Echinococcus granulosus
Di riccardo (del 24/02/2014 @ 17:48:12, in Lettera E, visto n. 538 volte)
Verme cestode molto piccolo, di lunghezza che va da 2 a 6 millimetri; è costituito solamente da tre proglottidi, di uno scolice posto alla testa dotato di quattro ventose e di un rostro centrale, posto sulla punta dello scolice, dal quale si dipartono dai 28 ai 50 uncini. Le sue uova non si distinguono facilmente da quelle di altre specie di tenie e misurano dai 32 ai 36 micrometri.Nell'adulto, nell'ospite definitivo (cane, lupo), e nella forma larvale, nell'ospite intermedio (erbivoro e accidentalmente altri animali o esseri umani), è causa di echinococcosi. Vive nell'intestino del cane e con lo scolice (il capo) si attacca alla parete intestinale; in un solo individuo se ne possono trovare decine. ╚ formato da scolice (armato), collo e tre proglottidi: una immatura, una matura e una gravida.
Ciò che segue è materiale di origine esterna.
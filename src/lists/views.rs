//! Derivation Layer: pure views over list state, recomputed on every read.

use super::types::{CategoryFilter, Item, List, ListStats, ListSummary};
use super::ListStore;

/// Items of `list` matching all three conditions, in list order.
///
/// - the name contains `search_term`, ignoring case
/// - the category passes `category_filter`
/// - the item is not completed, unless `show_completed`
pub fn filtered_items<'a>(
    list: &'a List,
    search_term: &str,
    category_filter: CategoryFilter,
    show_completed: bool,
) -> Vec<&'a Item> {
    let needle = search_term.to_lowercase();

    list.items
        .iter()
        .filter(|item| item.item_name.to_lowercase().contains(&needle))
        .filter(|item| category_filter.matches(item.category))
        .filter(|item| show_completed || !item.is_selected)
        .collect()
}

/// Totals over every item in the list, regardless of any active filter.
pub fn aggregate_stats(list: &List) -> ListStats {
    let total_quantity = list.items.iter().map(|item| u64::from(item.quantity)).sum();
    let total_cost = list
        .items
        .iter()
        .map(|item| item.price * f64::from(item.quantity))
        .sum();
    let completed_count = list.items.iter().filter(|item| item.is_selected).count();

    ListStats {
        total_quantity,
        total_cost,
        completed_count,
        remaining_count: list.items.len() - completed_count,
    }
}

/// One entry per list, in insertion order, for a list picker.
pub fn list_summaries(store: &ListStore) -> Vec<ListSummary> {
    store
        .lists()
        .iter()
        .map(|list| ListSummary {
            id: list.id.clone(),
            name: list.name.clone(),
            item_count: list.items.len(),
            is_active: list.id == store.active_list_id(),
        })
        .collect()
}

/// Lists can be deleted only while more than one exists.
pub fn can_delete_lists(store: &ListStore) -> bool {
    store.lists().len() > 1
}

#[cfg(test)]
mod tests {
    use super::*;
    use crate::lists::types::Category;

    fn item(
        id: &str,
        name: &str,
        category: Category,
        quantity: u32,
        price: f64,
        selected: bool,
    ) -> Item {
        Item {
            id: id.to_string(),
            item_name: name.to_string(),
            quantity,
            price,
            category,
            is_selected: selected,
            added_at: 0,
        }
    }

    fn sample_list() -> List {
        List {
            id: "default".to_string(),
            name: "My Shopping List".to_string(),
            items: vec![
                item("1", "Milk", Category::Dairy, 2, 1.25, false),
                item("2", "Oat Milk", Category::Dairy, 1, 3.0, true),
                item("3", "Bread", Category::Bakery, 1, 2.5, false),
                item("4", "Apples", Category::Fruits, 6, 0.5, true),
            ],
            created_at: 0,
        }
    }

    fn ids(items: &[&Item]) -> Vec<String> {
        items.iter().map(|item| item.id.clone()).collect()
    }

    #[test]
    fn test_search_is_case_insensitive_and_stable() {
        let list = sample_list();
        let result = filtered_items(&list, "MILK", CategoryFilter::All, true);
        assert_eq!(ids(&result), vec!["1", "2"]);
    }

    #[test]
    fn test_filters_are_conjunctive() {
        let list = sample_list();
        let result = filtered_items(&list, "milk", Category::Dairy.into(), false);
        assert_eq!(ids(&result), vec!["1"]);

        let result = filtered_items(&list, "", Category::Fruits.into(), false);
        assert!(result.is_empty());
    }

    #[test]
    fn test_empty_search_matches_everything() {
        let list = sample_list();
        let result = filtered_items(&list, "", CategoryFilter::All, true);
        assert_eq!(result.len(), 4);
    }

    #[test]
    fn test_filter_is_repeatable() {
        let list = sample_list();
        let first = ids(&filtered_items(&list, "a", CategoryFilter::All, false));
        let second = ids(&filtered_items(&list, "a", CategoryFilter::All, false));
        assert_eq!(first, second);
        assert_eq!(list, sample_list());
    }

    #[test]
    fn test_stats_cover_all_items() {
        let stats = aggregate_stats(&sample_list());
        assert_eq!(stats.total_quantity, 10);
        assert!((stats.total_cost - 11.0).abs() < 1e-9);
        assert_eq!(stats.completed_count, 2);
        assert_eq!(stats.remaining_count, 2);
    }

    #[test]
    fn test_stats_of_empty_list() {
        let mut list = sample_list();
        list.items.clear();
        assert_eq!(aggregate_stats(&list), ListStats::default());
    }

    #[test]
    fn test_list_summaries_mark_active() {
        let mut store = ListStore::in_memory();
        let party = store.create_list("Party").unwrap();

        let summaries = list_summaries(&store);
        assert_eq!(summaries.len(), 2);
        assert_eq!(summaries[0].id, "default");
        assert!(!summaries[0].is_active);
        assert_eq!(summaries[1].id, party.id);
        assert!(summaries[1].is_active);
        assert!(can_delete_lists(&store));
    }
}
Le proglottidi si rinnovano man mano e quelle gravide si distaccano e sono eliminate attraverso le feci.Il parassita è ingerito accidentalmente per mezzo di alimenti contaminati dalle larve, contenute in capsule che insieme ai succhi gastrici vengono sciolte e penetrano nel sangue a livello dell'intestino. Tramite il circolo poi si diffondono e vanno a incistarsi in zone vascolarizzate, causando cisti idatidee. Le cisti più comuni vengono sviluppate nel fegato e nei polmoni, con misure anche fino a 20 cm di diametro e anche maggiori, se incistate nella cavità addominale. All'interno delle cisti si formano numerosi protoscolici, da cui si svilupperanno nuovi parassiti. Il ciclo è completo quando il cane ingerisce cisti contenute nella carne e nelle frattaglie di animali infetti. Le cisti possono essere eliminate attraverso asportazione chirurgica o svuotate per via percutanea. Il liquido contenuto, allergenico, può entrare in contatto in modo accidentale con l'ospite a causa della rottura della cisti e provocare reazioni allergiche fino anche alla morte. La parassitosi può diffondersi anche nei Paesi sviluppati, ma è più frequente nei Paesi dediti alla pastorizia. La prevenzione più comune consiste nell'igiene nel contatto con i cani e ell'evitare di somministrare a questi frattaglie o carne cruda o poco cotta.